# [YOUR INSTRUCTIONS]
Search the material for the string "bool", then show every line where it turns up.
═════ EXCERPTED DATA ═════
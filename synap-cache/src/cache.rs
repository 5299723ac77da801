//! Cache operation engine
//!
//! Orchestrates Set/Get/Refresh/Remove over the store boundary: computes
//! the expiration plan, picks the plain or scripted path, runs scripts
//! through the execution strategy and interprets every raw reply into a
//! typed [`CacheOutcome`]. The engine holds only immutable state after
//! construction and is safe for unbounded concurrent callers.

use std::sync::Arc;
use std::time::Duration;

use tracing::{error, warn};

use crate::client::{StoreConfig, SynapStore};
use crate::error::{CacheError, StoreError};
use crate::executor::ScriptExecutor;
use crate::expiration::{CacheEntryOptions, Clock, ExpirationPlan, system_clock};
use crate::scripts::{
    ABSOLUTE_EXPIRATION_FIELD, DATA_FIELD, HashCommandGeneration, NO_EFFECT_SENTINEL,
    SLIDING_EXPIRATION_FIELD, SUCCESS_SENTINEL, ScriptLibrary,
};
use crate::store::ScriptableStore;
use crate::types::{CacheOutcome, Reply, ScriptArg, TransportFailure, UnexpectedReply};

use base64::Engine as _;
use base64::engine::general_purpose::STANDARD as BASE64;

/// Namespace prefix applied to every key unless overridden
pub const DEFAULT_KEY_PREFIX: &str = "cache:";

/// Cache client configuration
///
/// # Example
/// ```no_run
/// use synap_cache::{CacheConfig, HashCommandGeneration};
/// use std::time::Duration;
///
/// let config = CacheConfig::new("http://localhost:15500")
///     .with_timeout(Duration::from_secs(5))
///     .with_key_prefix("sessions:")
///     .with_hash_command_generation(HashCommandGeneration::Modern);
/// ```
#[derive(Debug, Clone)]
pub struct CacheConfig {
    /// Transport settings for the store
    pub store: StoreConfig,
    /// Namespace prefix applied to every key
    pub key_prefix: String,
    /// Hash-command generation; probed from the server when `None`
    pub hash_command_generation: Option<HashCommandGeneration>,
    /// Digest-first script execution (full bodies are always sent when off)
    pub digest_scripts: bool,
}

impl CacheConfig {
    /// Create a new configuration with the given store URL
    pub fn new(base_url: impl Into<String>) -> Self {
        Self {
            store: StoreConfig::new(base_url),
            key_prefix: DEFAULT_KEY_PREFIX.to_string(),
            hash_command_generation: None,
            digest_scripts: true,
        }
    }

    /// Set the timeout for store requests
    pub fn with_timeout(mut self, timeout: Duration) -> Self {
        self.store = self.store.with_timeout(timeout);
        self
    }

    /// Set the store authentication token
    pub fn with_auth_token(mut self, token: impl Into<String>) -> Self {
        self.store = self.store.with_auth_token(token);
        self
    }

    /// Set the namespace prefix
    pub fn with_key_prefix(mut self, prefix: impl Into<String>) -> Self {
        self.key_prefix = prefix.into();
        self
    }

    /// Fix the hash-command generation instead of probing the server
    pub fn with_hash_command_generation(mut self, generation: HashCommandGeneration) -> Self {
        self.hash_command_generation = Some(generation);
        self
    }

    /// Toggle digest-first script execution
    pub fn with_digest_scripts(mut self, enabled: bool) -> Self {
        self.digest_scripts = enabled;
        self
    }
}

/// The cache client engine.
///
/// # Example
/// ```no_run
/// use synap_cache::{CacheConfig, CacheEntryOptions, CacheOutcome, SynapCache};
/// use std::time::Duration;
///
/// # #[tokio::main]
/// # async fn main() -> Result<(), Box<dyn std::error::Error>> {
/// let cache = SynapCache::connect(CacheConfig::new("http://localhost:15500")).await?;
///
/// let options = CacheEntryOptions::new().with_sliding_expiration(Duration::from_secs(60));
/// cache.set("user:1", b"profile-bytes", &options, false).await?;
///
/// if let CacheOutcome::Hit(payload) = cache.get("user:1").await {
///     println!("{} bytes", payload.len());
/// }
/// # Ok(())
/// # }
/// ```
pub struct SynapCache<S = SynapStore> {
    store: S,
    clock: Arc<dyn Clock>,
    scripts: ScriptLibrary,
    executor: ScriptExecutor,
    prefix: String,
}

impl SynapCache<SynapStore> {
    /// Connect to a store, probing its hash-command generation unless the
    /// configuration fixes one.
    pub async fn connect(config: CacheConfig) -> Result<Self, CacheError> {
        let store = SynapStore::new(config.store)?;
        let generation = match config.hash_command_generation {
            Some(generation) => generation,
            None => HashCommandGeneration::resolve(&store)
                .await
                .map_err(CacheError::CapabilityProbe)?,
        };
        Ok(Self::with_store(store, generation)
            .with_key_prefix(config.key_prefix)
            .with_digest_scripts(config.digest_scripts))
    }
}

impl<S: ScriptableStore> SynapCache<S> {
    /// Build an engine over an already-constructed store.
    ///
    /// The generation must have been resolved by the caller; it is
    /// immutable for the engine's lifetime.
    pub fn with_store(store: S, generation: HashCommandGeneration) -> Self {
        Self {
            store,
            clock: system_clock(),
            scripts: ScriptLibrary::new(generation),
            executor: ScriptExecutor::new(true),
            prefix: DEFAULT_KEY_PREFIX.to_string(),
        }
    }

    /// Set the namespace prefix
    pub fn with_key_prefix(mut self, prefix: impl Into<String>) -> Self {
        self.prefix = prefix.into();
        self
    }

    /// Toggle digest-first script execution
    pub fn with_digest_scripts(mut self, enabled: bool) -> Self {
        self.executor = ScriptExecutor::new(enabled);
        self
    }

    /// Replace the clock (deterministic tests)
    pub fn with_clock(mut self, clock: Arc<dyn Clock>) -> Self {
        self.clock = clock;
        self
    }

    /// The script library in use
    pub fn scripts(&self) -> &ScriptLibrary {
        &self.scripts
    }

    /// Store an entry.
    ///
    /// With `error_if_exists` the write is the atomic conditional-set
    /// script and a collision reports [`CacheOutcome::KeyExists`];
    /// otherwise it is a plain overwrite. An expiration intent that
    /// resolves into the past raises [`CacheError::InvalidExpiration`].
    pub async fn set(
        &self,
        key: &str,
        value: impl AsRef<[u8]>,
        options: &CacheEntryOptions,
        error_if_exists: bool,
    ) -> Result<CacheOutcome, CacheError> {
        let plan = ExpirationPlan::compute(self.clock.now(), options)?;
        let prefixed = self.prefixed(key);

        if !error_if_exists {
            return Ok(self.plain_set(&prefixed, value.as_ref(), &plan).await);
        }

        let args = [
            ScriptArg::Int(plan.absolute_or_sentinel()),
            ScriptArg::Int(plan.sliding_or_sentinel()),
            ScriptArg::Int(plan.ttl_or_sentinel()),
            ScriptArg::Bytes(value.as_ref().to_vec()),
        ];
        let reply = self
            .executor
            .execute(&self.store, self.scripts.conditional_set(), &[prefixed.as_str()], &args)
            .await;

        Ok(match reply {
            Ok(Reply::Integer(SUCCESS_SENTINEL)) => CacheOutcome::Success,
            Ok(Reply::Integer(NO_EFFECT_SENTINEL)) => CacheOutcome::KeyExists,
            Ok(other) => self.unexpected("set", &prefixed, "integer 0 or 1", other),
            Err(err) => self.transport(&prefixed, err),
        })
    }

    /// Read an entry's payload.
    ///
    /// When the entry carries a sliding window, the same retrieval step
    /// re-applies the TTL server-side.
    pub async fn get(&self, key: &str) -> CacheOutcome {
        let prefixed = self.prefixed(key);
        let reply = self
            .executor
            .execute(&self.store, self.scripts.get_refresh(), &[prefixed.as_str()], &[])
            .await;

        match reply {
            Ok(Reply::Nil) => CacheOutcome::NotFound,
            Ok(Reply::Scalar(encoded)) => match BASE64.decode(&encoded) {
                Ok(payload) => CacheOutcome::Hit(payload),
                Err(_) => self.unexpected(
                    "get",
                    &prefixed,
                    "base64 payload or nil",
                    Reply::Scalar(encoded),
                ),
            },
            Ok(other) => self.unexpected("get", &prefixed, "base64 payload or nil", other),
            Err(err) => self.transport(&prefixed, err),
        }
    }

    /// Re-apply an entry's TTL from its stored markers.
    ///
    /// A key stored without a sliding window reports the distinct
    /// [`CacheOutcome::NoSlidingExpiration`]; an absent key is only
    /// [`CacheOutcome::NotFound`] when `error_if_missing` is set.
    pub async fn refresh(&self, key: &str, error_if_missing: bool) -> CacheOutcome {
        let prefixed = self.prefixed(key);
        let reply = self
            .executor
            .execute(&self.store, self.scripts.refresh(), &[prefixed.as_str()], &[])
            .await;

        match reply {
            Ok(Reply::Integer(SUCCESS_SENTINEL)) => CacheOutcome::Success,
            Ok(Reply::Integer(NO_EFFECT_SENTINEL)) => CacheOutcome::NoSlidingExpiration,
            Ok(Reply::Nil) if error_if_missing => CacheOutcome::NotFound,
            Ok(Reply::Nil) => CacheOutcome::Success,
            Ok(other) => self.unexpected("refresh", &prefixed, "nil, 0 or 1", other),
            Err(err) => self.transport(&prefixed, err),
        }
    }

    /// Remove an entry.
    ///
    /// An absent key is only [`CacheOutcome::NotFound`] when
    /// `error_if_missing` is set; otherwise the no-op is a success.
    pub async fn remove(&self, key: &str, error_if_missing: bool) -> CacheOutcome {
        let prefixed = self.prefixed(key);
        let reply = self
            .executor
            .execute(&self.store, self.scripts.remove(), &[prefixed.as_str()], &[])
            .await;

        match reply {
            Ok(Reply::Integer(count)) if count >= 1 => CacheOutcome::Success,
            Ok(Reply::Nil) if error_if_missing => CacheOutcome::NotFound,
            Ok(Reply::Nil) => CacheOutcome::Success,
            Ok(other) => self.unexpected("remove", &prefixed, "nil or positive count", other),
            Err(err) => self.transport(&prefixed, err),
        }
    }

    fn prefixed(&self, key: &str) -> String {
        format!("{}{}", self.prefix, key)
    }

    /// Plain overwrite: one multi-field hash write of payload + markers,
    /// then the TTL when the plan computed one.
    async fn plain_set(&self, prefixed: &str, value: &[u8], plan: &ExpirationPlan) -> CacheOutcome {
        let fields = [
            (
                ABSOLUTE_EXPIRATION_FIELD,
                ScriptArg::Int(plan.absolute_or_sentinel()),
            ),
            (
                SLIDING_EXPIRATION_FIELD,
                ScriptArg::Int(plan.sliding_or_sentinel()),
            ),
            (DATA_FIELD, ScriptArg::Bytes(value.to_vec())),
        ];

        let write = match self.scripts.generation() {
            HashCommandGeneration::Modern => self.store.hash_set_fields(prefixed, &fields).await,
            HashCommandGeneration::Legacy => self.store.hash_mset(prefixed, &fields).await,
        };
        if let Err(err) = write {
            return self.transport(prefixed, err);
        }

        if let Some(ttl) = plan.ttl_seconds {
            if let Err(err) = self.store.expire(prefixed, ttl).await {
                return self.transport(prefixed, err);
            }
        }

        CacheOutcome::Success
    }

    fn unexpected(
        &self,
        operation: &'static str,
        key: &str,
        expected: &'static str,
        reply: Reply,
    ) -> CacheOutcome {
        warn!(
            operation,
            key,
            expected,
            actual = ?reply,
            "script reply outside the documented contract"
        );
        CacheOutcome::Unexpected(UnexpectedReply {
            operation,
            expected,
            actual: format!("{reply:?}"),
        })
    }

    fn transport(&self, key: &str, err: StoreError) -> CacheOutcome {
        error!(key, error = %err, "store operation failed");
        CacheOutcome::Transport(TransportFailure {
            key: key.to_string(),
            source: Arc::new(err),
        })
    }
}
═════
# [WRITTEN RESPONSE]
    pub digest_scripts: bool,
    pub fn with_digest_scripts(mut self, enabled: bool) -> Self {
    pub fn with_digest_scripts(mut self, enabled: bool) -> Self {
        error_if_exists: bool,
    pub async fn refresh(&self, key: &str, error_if_missing: bool) -> CacheOutcome {
    pub async fn remove(&self, key: &str, error_if_missing: bool) -> CacheOutcome {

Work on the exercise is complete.